Provoca? Provoca choques? Não. Bolsonaro provoca — e deliberadamente. A
política contempla negociação, dissenso, acordo — abarca conflitos. É um meio.
Não um agente. (A política não coloca a mãe como suplente no Senado.) Mas a
forma genérica — covarde — como o ora ministro responsabiliza a atividade política
(pelo que são atos de Bolsonaro) está na origem da infecção que a criminalizou
e que concorreu para a eleição de seu atual chefe. E que concorre para a
reeleição.
Vejamos.
Lira, sócio de Ciro, todos sócios de Bolsonaro, plantou — a respeito do voto
impresso — que sua estratégia é enterrar o assunto com a rejeição da emenda
pelo plenário da Câmara. Uma equação que não fecha. O presidente não moderará.
E continuará a agredir, qualquer que seja a decisão do Parlamento. De modo que
o que Lira faz — desqualificando a instância da Comissão Especial — é sustentar
palanque institucional para que Bolsonaro prolongue e amplie a sopração de seu
apito; é legitimar a mensagem conspiracionista do presidente.
Ah!
Mas Lira falou com Bolsonaro e lhe disse que, se a PEC for rejeitada, não
aceitará ruptura institucional — com o que se teria comprometido o presidente.

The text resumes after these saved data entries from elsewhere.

//! Full pipeline: solid in, depth-sorted and visibility-tagged 2D drawing out

use serde::{Deserialize, Serialize};
use tracing::{debug, instrument};

use crate::error::Result;
use crate::geometry::{Solid, SolidGeometry, SphereGeometry};
use crate::path::{
    calculate_sphere_view_box, calculate_view_box_3d, describe_edge_line, describe_face_path,
    LineSegment, PathDescriptor, ViewBox, DEFAULT_PADDING,
};
use crate::projection::{to_screen, Point2D, ProjectedPoint, ProjectionConfig};
use crate::solid::{generate_solid, GeneratorOptions, SolidDimensions};
use crate::visibility::{EdgeVisibility, ViewSpace};

/// Where and how large the drawing lands on screen.
#[derive(Debug, Clone, Copy, PartialEq, Serialize, Deserialize)]
#[serde(default, rename_all = "camelCase")]
pub struct RenderOptions {
    pub center_x: f64,
    pub center_y: f64,
    /// Multiplied with the projection's own scale.
    pub scale: f64,
    pub padding: f64,
}

impl Default for RenderOptions {
    fn default() -> Self {
        Self {
            center_x: 200.0,
            center_y: 200.0,
            scale: 1.0,
            padding: DEFAULT_PADDING,
        }
    }
}

#[derive(Debug, Clone, PartialEq, Serialize, Deserialize)]
#[serde(rename_all = "camelCase")]
pub struct FaceDrawing {
    /// Index into the mesh's face list.
    pub index: usize,
    pub path: PathDescriptor,
    pub front_facing: bool,
    pub depth: f64,
}

#[derive(Debug, Clone, PartialEq, Serialize, Deserialize)]
pub struct EdgeDrawing {
    /// Index into the mesh's edge list.
    pub index: usize,
    pub line: LineSegment,
    pub visibility: EdgeVisibility,
}

/// A polyhedral solid ready to draw. `faces` is already in back-to-front
/// order; `edges` keeps mesh order.
#[derive(Debug, Clone, PartialEq, Serialize, Deserialize)]
#[serde(rename_all = "camelCase")]
pub struct MeshDrawing {
    pub vertices: Vec<ProjectedPoint>,
    pub faces: Vec<FaceDrawing>,
    pub edges: Vec<EdgeDrawing>,
    pub view_box: ViewBox,
}

#[derive(Debug, Clone, Copy, PartialEq, Serialize, Deserialize)]
pub struct Ellipse {
    pub cx: f64,
    pub cy: f64,
    pub rx: f64,
    pub ry: f64,
}

/// A sphere ready to draw: its outline circle and its equator.
///
/// When the view looks down on the sphere (positive elevation) the upper
/// half of the equator ellipse is the far side.
#[derive(Debug, Clone, Copy, PartialEq, Serialize, Deserialize)]
#[serde(rename_all = "camelCase")]
pub struct SphereDrawing {
    pub center: Point2D,
    pub radius: f64,
    pub equator: Ellipse,
    pub view_box: ViewBox,
}

#[derive(Debug, Clone, PartialEq, Serialize, Deserialize)]
#[serde(tag = "type", rename_all = "lowercase")]
pub enum Drawing {
    Mesh(MeshDrawing),
    Sphere(SphereDrawing),
}

/// Project, classify and order `solid` for drawing.
#[instrument(skip_all, fields(projection = %config.kind, azimuth = config.azimuth, elevation = config.elevation))]
pub fn render_solid(solid: &Solid, config: &ProjectionConfig, options: &RenderOptions) -> Drawing {
    match solid {
        Solid::Mesh(mesh) => Drawing::Mesh(render_mesh(mesh, config, options)),
        Solid::Sphere(sphere) => Drawing::Sphere(render_sphere(sphere, config, options)),
    }
}

/// Validate, generate and render in one call.
pub fn draw_solid(
    dimensions: &SolidDimensions,
    config: &ProjectionConfig,
    generator: &GeneratorOptions,
    options: &RenderOptions,
) -> Result<Drawing> {
    let solid = generate_solid(dimensions, generator)?;
    Ok(render_solid(&solid, config, options))
}

fn render_mesh(mesh: &SolidGeometry, config: &ProjectionConfig, options: &RenderOptions) -> MeshDrawing {
    let view = ViewSpace::new(mesh, config);
    let vertices = view.project(options.center_x, options.center_y, options.scale);

    let faces: Vec<FaceDrawing> = view
        .sort_faces_by_depth()
        .into_iter()
        .map(|index| FaceDrawing {
            index,
            path: describe_face_path(&vertices, &mesh.faces()[index]),
            front_facing: view.is_face_front_facing(index),
            depth: view.face_depth(index),
        })
        .collect();

    let edges: Vec<EdgeDrawing> = mesh
        .edges()
        .iter()
        .zip(view.edge_visibilities())
        .enumerate()
        .map(|(index, (&(a, b), visibility))| EdgeDrawing {
            index,
            line: describe_edge_line(&vertices[a], &vertices[b]),
            visibility,
        })
        .collect();

    let view_box = calculate_view_box_3d(&vertices, options.padding);

    debug!(
        faces = faces.len(),
        front = faces.iter().filter(|f| f.front_facing).count(),
        hidden_edges = edges.iter().filter(|e| !e.visibility.is_visible()).count(),
        "rendered mesh"
    );

    MeshDrawing {
        vertices,
        faces,
        edges,
        view_box,
    }
}

fn render_sphere(sphere: &SphereGeometry, config: &ProjectionConfig, options: &RenderOptions) -> SphereDrawing {
    let rotated = config.rotation().apply(&sphere.center);
    let center = to_screen(&rotated, config, options.center_x, options.center_y, options.scale).to_point2d();
    let radius = sphere.radius * options.scale * config.scale;

    SphereDrawing {
        center,
        radius,
        equator: Ellipse {
            cx: center.x,
            cy: center.y,
            rx: radius,
            ry: radius * config.elevation.to_radians().sin().abs(),
        },
        view_box: calculate_sphere_view_box(&center, radius, options.padding),
    }
}
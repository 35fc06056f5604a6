//! geosolid core - stateless solid geometry for instructional line art
//!
//! Turns solid dimensions into a mesh, rotates and projects it
//! orthographically, classifies faces and edges as front/back and
//! visible/hidden, orders faces for painter's-algorithm overdraw and emits
//! SVG-ready path descriptors. Volumes and surface areas are computed
//! straight from the dimensions.
//!
//! Every function is pure: no caching, no global state, safe to call from
//! any number of threads at once.

pub mod error;
pub mod geometry;
pub mod measure;
pub mod path;
pub mod projection;
pub mod render;
pub mod solid;
pub mod transform;
pub mod validation;
pub mod visibility;

// Re-export commonly used types
pub use error::{GeometryError, Result};
pub use geometry::{Point3D, Solid, SolidGeometry, SphereGeometry, Vec3};
pub use path::{
    calculate_sphere_view_box, calculate_view_box_3d, describe_edge_line, describe_face_path,
    LineSegment, PathCommand, PathDescriptor, ViewBox,
};
pub use projection::{
    normalize_projection_config, project_3d_to_2d, project_vertices, project_with_rotation,
    Point2D, ProjectedPoint, ProjectionConfig, ProjectionKind, ProjectionOptions,
};
pub use render::{draw_solid, render_solid, Drawing, MeshDrawing, RenderOptions, SphereDrawing};
pub use solid::{generate_solid, GeneratorOptions, SolidDimensions, SolidKind};
pub use transform::{rotate_point, ViewRotation};
pub use validation::{validate_solid_dimensions, ValidationResult};
pub use visibility::{edge_visibilities, sort_faces_by_depth, EdgeVisibility, ViewSpace};
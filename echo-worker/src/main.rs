//! Echo Worker
//!
//! The smallest useful bridge worker, kept around as a protocol reference
//! and an end-to-end test fixture:
//! - Reads lines from stdin until the host closes it
//! - Reports every line it saw as one `{"result": [...]}` envelope
//! - Logs to stderr, leaving stdout to the envelope

use line_bridge::LineBridge;
use tracing::info;

#[tokio::main]
async fn main() -> anyhow::Result<()> {
    line_bridge::init_tracing("echo_worker");

    let mut bridge = LineBridge::stdio();

    let mut lines: Vec<String> = Vec::new();
    bridge
        .listen(|line| {
            lines.push(line.trim_end_matches('\n').to_string());
            Ok(())
        })
        .await?;

    info!(received = lines.len(), "Input ended, reporting result");
    bridge.send(&lines).await?;

    Ok(())
}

Ok. Convém, entretanto, questionar o que será ruptura institucional para essa
galera. Porque o homem está barbarizando, afirmando que não haverá eleição se
não for do seu jeito. E Lira topa; talvez porque a fim de enfraquecer a Justiça
Eleitoral, enquanto lhe arma reforma supressora de prerrogativas. Sócios.
Lira
plantou também que, se Bolsonaro não cumprir a palavra, perderá o aliado; sendo
o caso de perguntar no que isso consistiria. Devolverá cargos? Abrirá mão de
gerir destinos do orçamento secreto? Pautará o impeachment?
Podem fazer desfilar os tanques velhos pela esplanada. Tudo certo. Sócios e dilapidadores.